While there is a busy 7-Eleven gas station located on the southwest corner of 26th Street and Harlem Avenue, the commercial properties located between the Canadian National Railroad tracks and Longcommon Road are languishing.

TitleMax, a title loan company, recently abandoned its office at 2704 Harlem Ave. with more than two years left on its lease. A longtime dry-cleaning business at 2710 Harlem Ave. is also vacant and a strip mall immediately adjacent at 2720 Harlem Ave. has had trouble maintaining tenants in recent years.

Village officials have identified the three parcels between Longcommon and the tracks as an opportunity for assemblage and development. Starbucks at one time proposed a location at 2704 Harlem Ave., but that fizzled during the real estate crash of 2008.

“We need all three of them to make it work,” said Village President Ben Sells, during a discussion of the business district proposal at the board of trustees’ meeting on April 21.

Frances said she has received quotes from two consultants and would be attempting to get a third quote before moving ahead “in relatively short order.” The cost for the consulting work likely will be less than $20,000, which is the limit the village manager is authorized to spend without a vote approving the expenditure by the village board.

The entire process for creating the business district would be about six or seven months, Frances said, and the process does include public hearings.

Brewery bypassed for now

On April 21, the owner of the property at 43 E. Quincy St. announced that the former American Legion Hall building was under contract to a Riverside resident who proposed using it as an office space.
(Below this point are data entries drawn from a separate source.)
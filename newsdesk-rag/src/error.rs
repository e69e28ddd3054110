//! Error types for the `newsdesk-rag` crate.

use thiserror::Error;

/// Errors that can occur while building or querying a corpus.
#[derive(Debug, Error)]
pub enum RagError {
    /// Chunking produced no chunks, so there is nothing to index.
    #[error("corpus contains no chunks")]
    EmptyCorpus,

    /// A search was attempted against an index with no rows. Reaching
    /// this through [`crate::CorpusHandle`] is impossible; it indicates
    /// an index used outside the build-then-search lifecycle.
    #[error("vector index holds no rows; build it before searching")]
    IndexNotReady,

    /// A vector's dimension does not match the index.
    #[error("vector dimension mismatch: index expects {expected}, got {actual}")]
    DimensionMismatch {
        /// Dimension the index was built with.
        expected: usize,
        /// Dimension of the offending vector.
        actual: usize,
    },

    /// The embedding provider failed.
    #[error("embedding error ({provider}): {message}")]
    Embedding {
        /// The provider that produced the error.
        provider: String,
        /// A description of the failure.
        message: String,
    },

    /// A configuration validation error.
    #[error("configuration error: {0}")]
    Config(String),
}

/// A convenience result type for retrieval operations.
pub type Result<T> = std::result::Result<T, RagError>;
Thomas Barr, who has owned the building since 1988, also had an offer on the property from Ancient Owl Brewing Company. Riverside Community Development Director Sonya Abt confirmed that Marcin Andruszkiewicz, the owner of Ancient Owl Brewing, had withdrawn his application for a special use permit, which was to have been considered by the Planning and Zoning Commission on April 27. The commission will still consider amendments to the zoning code proposed by the board of trustees, which would allow microbreweries as a permitted use in the downtown retail core district and along Harlem Avenue.

According to Village President Ben Sells, Andruszkiewicz is still interested in Riverside as a location.

“We’re going to show him other places in town, and see whether he’s open to doing that or not,” Sells said.

The prospective buyer of 43 E. Quincy St. would have to get a special use permit to operate the property as office space. Barr on April 18 asked the village board to consider amending the zoning code to permit more uses, such as professional offices, in the B-2 Mixed Use Periphery district where 43 E. Quincy St. is located.